The most dangerous new drug is bath salts. This drug has nothing to do with anything for the bath, but is a dangerous chemical stimulant that is being abused much like other illicit drugs. Those high on bath salts are at risk of serious health issues, such as rapid heart rate, negative hallucinations, breathing problems and more, and may end up in the Emergency Department at Pen Bay Medical Center. When under the influence, users are also very dangerous to emergency health care professionals, as the drug can cause unusually severe paranoia, so that those trying to provide medical care are perceived as threatening.

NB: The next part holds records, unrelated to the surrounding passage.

//! Symbol reconciliation across exchanges.
//!
//! Exchanges disagree on asset codes (renamed tokens, legacy tickers) and on
//! pair notation. Everything inside the pipeline is keyed by the canonical
//! symbol; adapters only ever see their native notation.

use crate::models::ExchangeId;
use serde::{Deserialize, Serialize};
use std::collections::{BTreeMap, HashMap};
use std::path::Path;

/// Quote currency every holding is valued in.
pub const QUOTE: &str = "USDT";

/// Assets valued at exactly one USDT.
pub const STABLECOINS: [&str; 2] = ["USDT", "USDC"];

/// Errors loading or saving a symbol mapping.
#[derive(Debug, thiserror::Error)]
pub enum MappingError {
    #[error("IO error: {0}")]
    Io(#[from] std::io::Error),
    #[error("Invalid mapping JSON: {0}")]
    Json(#[from] serde_json::Error),
}

// ---------------------------------------------------------------------------
// Symbol -> venue mapping file
// ---------------------------------------------------------------------------

/// Which venue is the preferred price source for each canonical symbol.
///
/// On disk this is a JSON object of venue display name to symbol list:
/// `{"Binance": ["BTC", "ETH"], "OKX": ["PI"], "Upbit": ["KRW-ONLY"]}`.
#[derive(Debug, Clone, Default, PartialEq, Serialize, Deserialize)]
#[serde(transparent)]
pub struct SymbolMapping {
    venues: BTreeMap<String, Vec<String>>,
}

impl SymbolMapping {
    pub fn from_json(json: &str) -> Result<Self, MappingError> {
        Ok(serde_json::from_str(json)?)
    }

    pub fn load(path: &Path) -> Result<Self, MappingError> {
        let raw = std::fs::read_to_string(path)?;
        Self::from_json(&raw)
    }

    pub fn to_json_pretty(&self) -> Result<String, MappingError> {
        Ok(serde_json::to_string_pretty(self)?)
    }

    pub fn save(&self, path: &Path) -> Result<(), MappingError> {
        std::fs::write(path, self.to_json_pretty()?)?;
        Ok(())
    }

    /// Assign every symbol of `universe` to the first venue in `venues`
    /// (priority order) that lists it; unlisted symbols go to `fallback`.
    pub fn build(universe: &[String], venues: &[(String, Vec<String>)], fallback: &str) -> Self {
        let mut mapping: BTreeMap<String, Vec<String>> = venues
            .iter()
            .map(|(name, _)| (name.clone(), Vec::new()))
            .collect();
        mapping.entry(fallback.to_string()).or_default();

        for symbol in universe {
            let venue = venues
                .iter()
                .find(|(name, listed)| name != fallback && listed.contains(symbol))
                .map(|(name, _)| name.as_str())
                .unwrap_or(fallback);
            if let Some(symbols) = mapping.get_mut(venue) {
                symbols.push(symbol.clone());
            }
        }

        Self { venues: mapping }
    }

    /// Preferred venue for a canonical symbol.
    pub fn venue_for(&self, symbol: &str) -> Option<&str> {
        self.venues
            .iter()
            .find(|(_, symbols)| symbols.iter().any(|s| s == symbol))
            .map(|(venue, _)| venue.as_str())
    }

    pub fn symbols_for(&self, venue: &str) -> &[String] {
        self.venues.get(venue).map(Vec::as_slice).unwrap_or(&[])
    }

    pub fn venues(&self) -> impl Iterator<Item = &str> {
        self.venues.keys().map(String::as_str)
    }

    pub fn len(&self) -> usize {
        self.venues.values().map(Vec::len).sum()
    }

    pub fn is_empty(&self) -> bool {
        self.len() == 0
    }
}

// ---------------------------------------------------------------------------
// Canonical symbol resolution
// ---------------------------------------------------------------------------

/// Resolves exchange-specific asset codes and pairs.
#[derive(Debug, Clone)]
pub struct SymbolMapper {
    aliases: HashMap<String, String>,
    trade_alternatives: HashMap<String, String>,
    mapping: SymbolMapping,
}

impl Default for SymbolMapper {
    fn default() -> Self {
        Self::new(SymbolMapping::default())
    }
}

impl SymbolMapper {
    pub fn new(mapping: SymbolMapping) -> Self {
        let aliases = [("XBT", "BTC"), ("RNDR", "RENDER"), ("MIOTA", "IOTA")]
            .into_iter()
            .map(|(from, to)| (from.to_string(), to.to_string()))
            .collect();

        // Renamed or merged tokens whose trade history lives under the old ticker.
        let trade_alternatives = [
            ("RENDER/USDT", "RNDR/USDT"),
            ("FET/USDT", "OCEAN/USDT"),
            ("OCEAN/USDT", "AGIX/USDT"),
        ]
        .into_iter()
        .map(|(from, to)| (from.to_string(), to.to_string()))
        .collect();

        Self {
            aliases,
            trade_alternatives,
            mapping,
        }
    }

    /// Register an extra rename, e.g. a ticker migration.
    pub fn with_alias(mut self, from: &str, to: &str) -> Self {
        self.aliases
            .insert(from.trim().to_uppercase(), to.trim().to_uppercase());
        self
    }

    pub fn mapping(&self) -> &SymbolMapping {
        &self.mapping
    }

    /// Canonical identifier for an asset code reported by `exchange`.
    ///
    /// Binance reports Simple Earn flexible positions as `LD<asset>`; those
    /// are folded into the underlying asset.
    pub fn canonical(&self, exchange: ExchangeId, raw: &str) -> String {
        let mut code = raw.trim().to_uppercase();
        if exchange == ExchangeId::Binance {
            if let Some(underlying) = code.strip_prefix("LD") {
                if underlying.len() >= 3 {
                    code = underlying.to_string();
                }
            }
        }
        self.aliases.get(&code).cloned().unwrap_or(code)
    }

    /// Preferred price venue for a canonical symbol, if the mapping names a
    /// supported exchange.
    pub fn preferred_exchange(&self, symbol: &str) -> Option<ExchangeId> {
        self.mapping.venue_for(symbol)?.parse().ok()
    }

    pub fn is_stablecoin(symbol: &str) -> bool {
        STABLECOINS.contains(&symbol)
    }

    /// Unified pair against USDT: `BTC` -> `BTC/USDT`.
    pub fn pair(symbol: &str) -> String {
        format!("{}/{}", symbol, QUOTE)
    }

    /// Split a unified pair into base and quote.
    pub fn split_pair(pair: &str) -> (&str, &str) {
        pair.split_once('/').unwrap_or((pair, QUOTE))
    }

    /// Native pair notation used by an exchange's REST API.
    pub fn exchange_pair(exchange: ExchangeId, pair: &str) -> String {
        let (base, quote) = Self::split_pair(pair);
        match exchange {
            ExchangeId::Okx => format!("{}-{}", base, quote),
            ExchangeId::Gateio => format!("{}_{}", base, quote),
            ExchangeId::Binance | ExchangeId::Bybit | ExchangeId::Bitget | ExchangeId::Mexc => {
                format!("{}{}", base, quote)
            }
        }
    }

    /// Older pair to query when the current one has no trade history.
    pub fn trade_alternative(&self, pair: &str) -> Option<&str> {
        self.trade_alternatives.get(pair).map(String::as_str)
    }
}

#[cfg(test)]
mod tests {
    use super::*;

    fn strings(items: &[&str]) -> Vec<String> {
        items.iter().map(|s| s.to_string()).collect()
    }

    #[test]
    fn test_canonical_aliases() {
        let mapper = SymbolMapper::default();
        assert_eq!(mapper.canonical(ExchangeId::Binance, " btc "), "BTC");
        assert_eq!(mapper.canonical(ExchangeId::Okx, "XBT"), "BTC");
        assert_eq!(mapper.canonical(ExchangeId::Gateio, "rndr"), "RENDER");
        assert_eq!(mapper.canonical(ExchangeId::Binance, "LDUSDT"), "USDT");
        assert_eq!(mapper.canonical(ExchangeId::Binance, "LDO"), "LDO");
        assert_eq!(mapper.canonical(ExchangeId::Okx, "LDUSDT"), "LDUSDT");
        let mapper = mapper.with_alias("matic", "pol");
        assert_eq!(mapper.canonical(ExchangeId::Bybit, "MATIC"), "POL");
    }

    #[test]
    fn test_exchange_pair_notation() {
        assert_eq!(SymbolMapper::exchange_pair(ExchangeId::Binance, "BTC/USDT"), "BTCUSDT");
        assert_eq!(SymbolMapper::exchange_pair(ExchangeId::Okx, "BTC/USDT"), "BTC-USDT");
        assert_eq!(SymbolMapper::exchange_pair(ExchangeId::Gateio, "ETH/USDT"), "ETH_USDT");
        assert_eq!(SymbolMapper::pair("SOL"), "SOL/USDT");
        assert_eq!(SymbolMapper::split_pair("SOL"), ("SOL", "USDT"));
    }

    #[test]
    fn test_trade_alternatives() {
        let mapper = SymbolMapper::default();
        assert_eq!(mapper.trade_alternative("RENDER/USDT"), Some("RNDR/USDT"));
        assert_eq!(mapper.trade_alternative("BTC/USDT"), None);
    }

    #[test]
    fn test_build_mapping_by_priority() {
        let universe = strings(&["BTC", "ETH", "PI", "KRWONLY"]);
        let venues = vec![
            ("Binance".to_string(), strings(&["BTC", "ETH"])),
            ("OKX".to_string(), strings(&["BTC", "PI"])),
            ("Upbit".to_string(), universe.clone()),
        ];
        let mapping = SymbolMapping::build(&universe, &venues, "Upbit");

        assert_eq!(mapping.symbols_for("Binance"), &strings(&["BTC", "ETH"])[..]);
        assert_eq!(mapping.symbols_for("OKX"), &strings(&["PI"])[..]);
        assert_eq!(mapping.symbols_for("Upbit"), &strings(&["KRWONLY"])[..]);
        assert_eq!(mapping.venue_for("PI"), Some("OKX"));
        assert_eq!(mapping.len(), 4);
    }

    #[test]
    fn test_mapping_json_round_trip_and_preferred_exchange() {
        let json = r#"{"Binance": ["BTC"], "Gate.io": ["XYZ"], "Upbit": ["ABC"]}"#;
        let mapping = SymbolMapping::from_json(json).unwrap();
        let mapper = SymbolMapper::new(mapping.clone());
        assert_eq!(mapper.preferred_exchange("XYZ"), Some(ExchangeId::Gateio));
        assert_eq!(mapper.preferred_exchange("ABC"), None);
        assert_eq!(mapper.preferred_exchange("NONE"), None);

        let again = SymbolMapping::from_json(&mapping.to_json_pretty().unwrap()).unwrap();
        assert_eq!(again, mapping);
    }
}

Pen Bay Healthcare in collaboration with the Rockland Police Department has developed a safety plan, as mandated by a recent vote in the Maine Legislature. This plan outlines actions to keep staff and other patients safe from these patients.

To find out more information or to get help, contact a health care provider or Sgt. Finnegan at 594-0316, ext. 243. In an emergency, always call 911.


A VillageSoup/The Herald Gazette story in May noted that the Knox County Sheriff’s Office issued a warning to the public about a rash of incidents involving people using “bath salts” as a new drug to get high.

Sheriff Donna Dennison said on May 4 a young man on a motorcycle stopped on Route 17 and took a stick and began waving it at passing vehicles. Several people have been arrested for their actions while under the influence of this substance, she noted.

The salts are commonly packaged in a 1-inch-by-1-inch plastic zip-locked bag. The substance is brown or white and resembles cocaine or heroin, the sheriff noted. She said if the tag is on it, the tag will state “RAVE ON.”

The people hallucinate, become paranoid and often do not recall what has occurred over a four-hour period. The people then often become ill after the effects wear off.